# PROBLEM
Find all lines below containing the string "crate" and return them.

Saved data entries:
'''

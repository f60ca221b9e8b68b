//! Atomic swap of an extracted artifact into its install path.
//!
//! The swap runs `remove existing -> ensure parent -> move (or copy) ->
//! verify`. The installer never restores anything itself: the pipeline owns
//! the backup and decides what to do with a failure.

use crate::constants::{REMOVAL_ATTEMPTS, REMOVAL_RETRY_DELAY};
use crate::core::{ItemKind, SyncError, TrackedItem};
use crate::updater::fs::Filesystem;
use crate::updater::manifest::ArtifactValidator;
use crate::utils::retry_fixed;
use std::io;
use std::path::{Path, PathBuf};
use std::sync::Arc;
use std::time::Duration;
use tracing::{debug, info, warn};

/// Run a blocking filesystem call off the async runtime.
async fn blocking<T, F>(f: F) -> io::Result<T>
where
    T: Send + 'static,
    F: FnOnce() -> io::Result<T> + Send + 'static,
{
    tokio::task::spawn_blocking(f).await.map_err(io::Error::other)?
}

pub struct Installer {
    fs: Arc<dyn Filesystem>,
    validator: Arc<dyn ArtifactValidator>,
    removal_attempts: usize,
    removal_delay: Duration,
}

impl Installer {
    pub fn new(fs: Arc<dyn Filesystem>, validator: Arc<dyn ArtifactValidator>) -> Self {
        Self {
            fs,
            validator,
            removal_attempts: REMOVAL_ATTEMPTS,
            removal_delay: REMOVAL_RETRY_DELAY,
        }
    }

    /// Override how often removal of the existing install is attempted.
    #[must_use]
    pub fn with_removal_policy(mut self, attempts: usize, delay: Duration) -> Self {
        self.removal_attempts = attempts.max(1);
        self.removal_delay = delay;
        self
    }

    /// Replace `item.install_path` with `artifact_root` and verify the result.
    ///
    /// When `is_update` is set an existing install path is removed first.
    pub async fn install(
        &self,
        item: &TrackedItem,
        artifact_root: &Path,
        is_update: bool,
    ) -> Result<(), SyncError> {
        let target = item.install_path.as_path();

        if is_update && self.fs.exists(target) {
            self.remove_existing(target).await?;
        }

        if let Some(parent) = target.parent() {
            let fs = Arc::clone(&self.fs);
            let dir = parent.to_path_buf();
            blocking(move || fs.create_dir_all(&dir))
                .await
                .map_err(|source| SyncError::TargetDir {
                    path: parent.to_path_buf(),
                    source,
                })?;
        }

        self.place(artifact_root, target).await?;
        self.verify(item)?;

        info!(item_id = item.id, path = %target.display(), "Installed {}", item.kind);
        Ok(())
    }

    async fn remove_existing(&self, target: &Path) -> Result<(), SyncError> {
        let result = retry_fixed(self.removal_attempts, self.removal_delay, |attempt| {
            let fs = Arc::clone(&self.fs);
            let path = target.to_path_buf();
            async move {
                blocking(move || {
                    fs.remove_dir_all(&path)?;
                    if fs.exists(&path) {
                        return Err(io::Error::other("directory still present after removal"));
                    }
                    Ok(())
                })
                .await
                .inspect_err(|e| warn!(path = %target.display(), attempt, error = %e, "Removal attempt failed"))
            }
        })
        .await;

        match result {
            Ok(()) => {
                debug!(path = %target.display(), "Removed existing installation");
                Ok(())
            }
            Err(_) => Err(SyncError::RemovalFailed {
                path: target.to_path_buf(),
                attempts: self.removal_attempts,
            }),
        }
    }

    /// Move `from` to `to`, falling back to copy-then-remove-source.
    async fn place(&self, from: &Path, to: &Path) -> Result<(), SyncError> {
        let (src, dst) = (from.to_path_buf(), to.to_path_buf());

        let fs = Arc::clone(&self.fs);
        let (a, b) = (src.clone(), dst.clone());
        let rename_err = match blocking(move || fs.rename(&a, &b)).await {
            Ok(()) => {
                debug!(from = %from.display(), to = %to.display(), "Moved artifact into place");
                return Ok(());
            }
            Err(e) => e,
        };
        warn!(
            from = %from.display(),
            to = %to.display(),
            error = %rename_err,
            "Move failed, copying instead"
        );

        let fs = Arc::clone(&self.fs);
        let (a, b) = (src.clone(), dst.clone());
        if let Err(copy_err) = blocking(move || fs.copy_dir(&a, &b)).await {
            self.discard_partial(&dst).await;
            return Err(SyncError::MoveOrCopyFailed {
                from: src,
                to: dst,
                reason: format!("rename: {rename_err}; copy: {copy_err}"),
            });
        }

        let fs = Arc::clone(&self.fs);
        if let Err(e) = blocking(move || fs.remove_dir_all(&src)).await {
            warn!(path = %from.display(), error = %e, "Failed to remove copied source");
        }
        Ok(())
    }

    async fn discard_partial(&self, target: &Path) {
        let fs = Arc::clone(&self.fs);
        let path: PathBuf = target.to_path_buf();
        if let Err(e) = blocking(move || fs.remove_dir_all(&path)).await {
            warn!(path = %target.display(), error = %e, "Failed to clean up partial copy");
        }
    }

    /// Check that a valid manifest sits directly under the install path.
    pub fn verify(&self, item: &TrackedItem) -> Result<PathBuf, SyncError> {
        self.validator
            .locate_manifest(&item.install_path, item.kind, &item.slug)
            .ok_or_else(|| SyncError::VerificationFailed {
                path: item.install_path.clone(),
                kind: item.kind.to_string(),
                reason: match item.kind {
                    ItemKind::Plugin => format!(
                        "no PHP file with a 'Plugin Name:' header (looked for {}.php, index.php and *.php)",
                        item.slug
                    ),
                    ItemKind::Theme => "style.css with a 'Theme Name:' header not found".to_string(),
                },
            })
    }
}

#[cfg(test)]
mod tests {
    use super::*;
    use crate::test_utils::{FailingFs, FsOp, tracked_item_at};
    use crate::updater::fs::{FallbackFs, FileByFileFs, NativeFs};
    use crate::updater::manifest::HeaderValidator;
    use std::fs;
    use tempfile::TempDir;

    const HEADER: &str = "<?php\n/* Plugin Name: Widget\nVersion: 2.0.0 */";

    fn artifact(root: &Path, header: &str) -> PathBuf {
        let dir = root.join("work/acme-widget-9f8e7d6");
        fs::create_dir_all(dir.join("assets")).unwrap();
        fs::write(dir.join("widget.php"), header).unwrap();
        fs::write(dir.join("assets/app.js"), "console.log(1)").unwrap();
        dir
    }

    fn installer(fs: Arc<dyn Filesystem>) -> Installer {
        Installer::new(fs, Arc::new(HeaderValidator)).with_removal_policy(2, Duration::from_millis(1))
    }

    #[tokio::test]
    async fn test_fresh_install_moves_artifact() {
        let temp = TempDir::new().unwrap();
        let source = artifact(temp.path(), HEADER);
        let item = tracked_item_at(1, temp.path().join("plugins/widget"));

        installer(Arc::new(NativeFs)).install(&item, &source, false).await.unwrap();
        assert!(item.install_path.join("widget.php").is_file());
        assert!(item.install_path.join("assets/app.js").is_file());
        assert!(!source.exists());
    }

    #[tokio::test]
    async fn test_update_replaces_existing() {
        let temp = TempDir::new().unwrap();
        let source = artifact(temp.path(), HEADER);
        let item = tracked_item_at(1, temp.path().join("plugins/widget"));
        fs::create_dir_all(&item.install_path).unwrap();
        fs::write(item.install_path.join("stale.php"), "<?php").unwrap();

        installer(Arc::new(NativeFs)).install(&item, &source, true).await.unwrap();
        assert!(item.install_path.join("widget.php").is_file());
        assert!(!item.install_path.join("stale.php").exists());
    }

    #[tokio::test]
    async fn test_rename_failure_falls_back_to_copy() {
        let temp = TempDir::new().unwrap();
        let source = artifact(temp.path(), HEADER);
        let item = tracked_item_at(1, temp.path().join("plugins/widget"));

        let fs = FailingFs::new(NativeFs, [FsOp::Rename]);
        installer(Arc::new(fs)).install(&item, &source, false).await.unwrap();
        assert!(item.install_path.join("assets/app.js").is_file());
        assert!(!source.exists());
    }

    #[tokio::test]
    async fn test_secondary_copy_used_when_primary_copy_fails() {
        let temp = TempDir::new().unwrap();
        let source = artifact(temp.path(), HEADER);
        let item = tracked_item_at(1, temp.path().join("plugins/widget"));

        let fs = FallbackFs::new(
            FailingFs::new(NativeFs, [FsOp::Rename, FsOp::CopyDir]),
            FailingFs::new(FileByFileFs, [FsOp::Rename]),
        );
        installer(Arc::new(fs)).install(&item, &source, false).await.unwrap();
        assert!(item.install_path.join("widget.php").is_file());
        assert!(!source.exists());
    }

    #[tokio::test]
    async fn test_move_and_copy_failure() {
        let temp = TempDir::new().unwrap();
        let source = artifact(temp.path(), HEADER);
        let item = tracked_item_at(1, temp.path().join("plugins/widget"));

        let fs = FailingFs::new(NativeFs, [FsOp::Rename, FsOp::CopyDir]);
        let err = installer(Arc::new(fs)).install(&item, &source, false).await.unwrap_err();
        assert!(matches!(err, SyncError::MoveOrCopyFailed { .. }));
        assert!(!item.install_path.exists());
        assert!(source.exists());
    }

    #[tokio::test]
    async fn test_removal_failure_after_retries() {
        let temp = TempDir::new().unwrap();
        let source = artifact(temp.path(), HEADER);
        let item = tracked_item_at(1, temp.path().join("plugins/widget"));
        fs::create_dir_all(&item.install_path).unwrap();

        let failing = Arc::new(FailingFs::new(NativeFs, [FsOp::RemoveDirAll]));
        let err = installer(failing.clone()).install(&item, &source, true).await.unwrap_err();
        assert!(matches!(err, SyncError::RemovalFailed { attempts: 2, .. }));
        assert_eq!(failing.calls(FsOp::RemoveDirAll), 2);
        assert!(item.install_path.exists());
    }

    #[tokio::test]
    async fn test_verification_failure() {
        let temp = TempDir::new().unwrap();
        let source = artifact(temp.path(), "<?php echo 'no header';");
        let item = tracked_item_at(1, temp.path().join("plugins/widget"));

        let err = installer(Arc::new(NativeFs)).install(&item, &source, false).await.unwrap_err();
        assert!(matches!(err, SyncError::VerificationFailed { .. }));
        // The swap itself happened; restoring is the caller's job.
        assert!(item.install_path.join("widget.php").exists());
    }

    #[tokio::test]
    async fn test_target_dir_failure() {
        let temp = TempDir::new().unwrap();
        let source = artifact(temp.path(), HEADER);
        let item = tracked_item_at(1, temp.path().join("plugins/widget"));

        let fs = FailingFs::new(NativeFs, [FsOp::CreateDirAll]);
        let err = installer(Arc::new(fs)).install(&item, &source, false).await.unwrap_err();
        assert!(matches!(err, SyncError::TargetDir { .. }));
    }
}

'''

# RESPONSE BELOW
use crate::constants::{REMOVAL_ATTEMPTS, REMOVAL_RETRY_DELAY};
use crate::core::{ItemKind, SyncError, TrackedItem};
use crate::updater::fs::Filesystem;
use crate::updater::manifest::ArtifactValidator;
use crate::utils::retry_fixed;
    use crate::test_utils::{FailingFs, FsOp, tracked_item_at};
    use crate::updater::fs::{FallbackFs, FileByFileFs, NativeFs};
    use crate::updater::manifest::HeaderValidator;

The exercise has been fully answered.